▶ The task: Your reply must contain exactly the lines running from the one with "the diagram core" to the last line of the entries below, both included, and no other lines.

Extracted records:
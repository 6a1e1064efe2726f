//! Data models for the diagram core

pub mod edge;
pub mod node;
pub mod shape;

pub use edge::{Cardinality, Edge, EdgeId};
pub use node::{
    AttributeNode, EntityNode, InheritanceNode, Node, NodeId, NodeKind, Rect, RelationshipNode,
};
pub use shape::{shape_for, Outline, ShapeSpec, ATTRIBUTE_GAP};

▶ Answer:
//! Data models for the diagram core

pub mod edge;
pub mod node;
pub mod shape;

pub use edge::{Cardinality, Edge, EdgeId};
pub use node::{
    AttributeNode, EntityNode, InheritanceNode, Node, NodeId, NodeKind, Rect, RelationshipNode,
};
pub use shape::{shape_for, Outline, ShapeSpec, ATTRIBUTE_GAP};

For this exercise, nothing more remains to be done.